● **The problem**
Copy every line from the data below in which the string "errors" can be found.

(Data excerpts)
= = = = =

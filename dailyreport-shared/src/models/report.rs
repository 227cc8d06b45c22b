/// Report model and database operations
///
/// Reports are written by any user, optionally linked to a task, and moved
/// through `draft → submitted → approved | rejected` by their author and by
/// admins. Deleting a report removes the row.
///
/// `approved_at` is stamped once, by the database, the first time the report
/// enters `approved`.
///
/// # Schema
///
/// ```sql
/// CREATE TYPE report_status AS ENUM ('draft', 'submitted', 'approved', 'rejected');
/// CREATE TYPE report_category AS ENUM ('daily', 'weekly', 'monthly', 'project', 'other');
///
/// CREATE TABLE reports (
///     id UUID PRIMARY KEY DEFAULT gen_random_uuid(),
///     title VARCHAR(100) NOT NULL,
///     content VARCHAR(2000) NOT NULL,
///     date TIMESTAMPTZ NOT NULL DEFAULT NOW(),
///     author_id UUID NOT NULL,
///     task_id UUID REFERENCES tasks(id) ON DELETE SET NULL,
///     status report_status NOT NULL DEFAULT 'draft',
///     category report_category NOT NULL DEFAULT 'daily',
///     tags TEXT[] NOT NULL DEFAULT '{}',
///     approved_by UUID,
///     approved_at TIMESTAMPTZ,
///     is_public BOOLEAN NOT NULL DEFAULT FALSE,
///     created_at TIMESTAMPTZ NOT NULL DEFAULT NOW(),
///     updated_at TIMESTAMPTZ NOT NULL DEFAULT NOW()
/// );
/// ```

use chrono::{DateTime, Utc};
use serde::{Deserialize, Serialize};
use sqlx::{PgPool, Postgres, QueryBuilder};
use uuid::Uuid;
use validator::Validate;

use super::comment::CommentView;
use super::task::TaskSummary;
use super::user::UserSummary;
use super::Enumerated;
use crate::query::filter::{Field, Filter, Filterable, Value};
use crate::query::{sql, QuerySpec};
use crate::validation::{
    check_date, check_enum, check_tags, check_uuid, normalize_tags, run_derived, trim_in_place,
    FieldError,
};

/// Longest accepted report tag
pub const MAX_TAG_LEN: usize = 20;

const REPORT_COLUMNS: &str = "id, title, content, \"date\", author_id, task_id, status, category, \
     tags, approved_by, approved_at, is_public, created_at, updated_at";

/// Report review status
#[derive(Debug, Clone, Copy, Default, PartialEq, Eq, Hash, Serialize, Deserialize, sqlx::Type)]
#[sqlx(type_name = "report_status", rename_all = "lowercase")]
#[serde(rename_all = "lowercase")]
pub enum ReportStatus {
    #[default]
    Draft,
    Submitted,
    Approved,
    Rejected,
}

impl Enumerated for ReportStatus {
    const TYPE_NAME: &'static str = "report_status";
    const ALL: &'static [Self] = &[
        ReportStatus::Draft,
        ReportStatus::Submitted,
        ReportStatus::Approved,
        ReportStatus::Rejected,
    ];

    fn as_str(&self) -> &'static str {
        match self {
            ReportStatus::Draft => "draft",
            ReportStatus::Submitted => "submitted",
            ReportStatus::Approved => "approved",
            ReportStatus::Rejected => "rejected",
        }
    }
}

impl ReportStatus {
    /// Statuses only an admin may assign
    pub fn is_review_outcome(&self) -> bool {
        matches!(self, ReportStatus::Approved | ReportStatus::Rejected)
    }
}

/// Reporting period or subject
#[derive(Debug, Clone, Copy, Default, PartialEq, Eq, Hash, Serialize, Deserialize, sqlx::Type)]
#[sqlx(type_name = "report_category", rename_all = "lowercase")]
#[serde(rename_all = "lowercase")]
pub enum ReportCategory {
    #[default]
    Daily,
    Weekly,
    Monthly,
    Project,
    Other,
}

impl Enumerated for ReportCategory {
    const TYPE_NAME: &'static str = "report_category";
    const ALL: &'static [Self] = &[
        ReportCategory::Daily,
        ReportCategory::Weekly,
        ReportCategory::Monthly,
        ReportCategory::Project,
        ReportCategory::Other,
    ];

    fn as_str(&self) -> &'static str {
        match self {
            ReportCategory::Daily => "daily",
            ReportCategory::Weekly => "weekly",
            ReportCategory::Monthly => "monthly",
            ReportCategory::Project => "project",
            ReportCategory::Other => "other",
        }
    }
}

/// Report record
#[derive(Debug, Clone, PartialEq, Serialize, Deserialize, sqlx::FromRow)]
pub struct Report {
    pub id: Uuid,
    pub title: String,
    pub content: String,

    /// Day the report covers
    pub date: DateTime<Utc>,

    pub author_id: Uuid,

    /// Linked task, if any
    pub task_id: Option<Uuid>,

    pub status: ReportStatus,
    pub category: ReportCategory,
    pub tags: Vec<String>,
    pub approved_by: Option<Uuid>,

    /// Set once, on the first transition to `approved`
    pub approved_at: Option<DateTime<Utc>>,

    /// Public reports are readable by every user
    pub is_public: bool,

    pub created_at: DateTime<Utc>,
    pub updated_at: DateTime<Utc>,
}

/// Input for inserting a report
#[derive(Debug, Clone)]
pub struct CreateReport {
    pub title: String,
    pub content: String,
    pub date: Option<DateTime<Utc>>,
    pub author_id: Uuid,
    pub task_id: Option<Uuid>,
    pub status: ReportStatus,
    pub category: ReportCategory,
    pub tags: Vec<String>,
    pub approved_by: Option<Uuid>,
    pub is_public: bool,
}

/// Input for updating a report; only `Some` fields are written
#[derive(Debug, Clone, Default, PartialEq)]
pub struct UpdateReport {
    pub title: Option<String>,
    pub content: Option<String>,
    pub date: Option<DateTime<Utc>>,
    /// `Some(None)` unlinks the task
    pub task_id: Option<Option<Uuid>>,
    pub status: Option<ReportStatus>,
    pub category: Option<ReportCategory>,
    pub tags: Option<Vec<String>>,
    pub approved_by: Option<Uuid>,
    /// Explicit approval time; when absent the database stamps it on approval
    pub approved_at: Option<DateTime<Utc>>,
    pub is_public: Option<bool>,
}

/// Report creation payload
#[derive(Debug, Clone, Default, Deserialize, Validate)]
#[serde(default)]
pub struct CreateReportRequest {
    #[validate(length(min = 1, max = 100, message = "Title must be between 1 and 100 characters"))]
    pub title: String,

    #[validate(length(
        min = 1,
        max = 2000,
        message = "Content must be between 1 and 2000 characters"
    ))]
    pub content: String,

    pub date: Option<String>,

    /// ID of the task this report covers
    pub task: Option<String>,

    pub status: Option<String>,
    pub category: Option<String>,
    pub tags: Vec<String>,

    #[serde(alias = "isPublic")]
    pub is_public: Option<bool>,
}

impl CreateReportRequest {
    /// Validates the payload and converts it into an insert for `author_id`
    pub fn into_create(mut self, author_id: Uuid) -> Result<CreateReport, Vec<FieldError>> {
        trim_in_place(&mut self.title);
        trim_in_place(&mut self.content);

        let mut errors = Vec::new();
        run_derived(&self, &mut errors);
        check_tags("tags", &trimmed(&self.tags), MAX_TAG_LEN, &mut errors);

        let date = check_date("date", self.date.as_deref(), "Valid date is required", &mut errors);
        let task_id = check_uuid("task", self.task.as_deref(), "Invalid task ID", &mut errors);
        let status = check_enum::<ReportStatus>("status", self.status.as_deref(), &mut errors);
        let category = check_enum::<ReportCategory>("category", self.category.as_deref(), &mut errors);

        if !errors.is_empty() {
            return Err(errors);
        }

        Ok(CreateReport {
            title: self.title,
            content: self.content,
            date,
            author_id,
            task_id,
            status: status.unwrap_or_default(),
            category: category.unwrap_or_default(),
            tags: normalize_tags(self.tags),
            approved_by: None,
            is_public: self.is_public.unwrap_or(false),
        })
    }
}

/// Report update payload; absent fields are left unchanged
#[derive(Debug, Clone, Default, Deserialize, Validate)]
#[serde(default)]
pub struct UpdateReportRequest {
    #[validate(length(min = 1, max = 100, message = "Title must be between 1 and 100 characters"))]
    pub title: Option<String>,

    #[validate(length(
        min = 1,
        max = 2000,
        message = "Content must be between 1 and 2000 characters"
    ))]
    pub content: Option<String>,

    pub date: Option<String>,

    /// Task ID to link, or `null` to unlink
    #[serde(deserialize_with = "super::double_option")]
    pub task: Option<Option<String>>,

    pub status: Option<String>,
    pub category: Option<String>,
    pub tags: Option<Vec<String>>,

    #[serde(alias = "isPublic")]
    pub is_public: Option<bool>,

    #[serde(alias = "approvedBy")]
    pub approved_by: Option<String>,

    #[serde(alias = "approvedAt")]
    pub approved_at: Option<String>,
}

= = = = =

● **Result below**
        let mut errors = Vec::new();
        run_derived(&self, &mut errors);
        check_tags("tags", &trimmed(&self.tags), MAX_TAG_LEN, &mut errors);
        let date = check_date("date", self.date.as_deref(), "Valid date is required", &mut errors);
        let task_id = check_uuid("task", self.task.as_deref(), "Invalid task ID", &mut errors);
        let status = check_enum::<ReportStatus>("status", self.status.as_deref(), &mut errors);
        let category = check_enum::<ReportCategory>("category", self.category.as_deref(), &mut errors);
        if !errors.is_empty() {
            return Err(errors);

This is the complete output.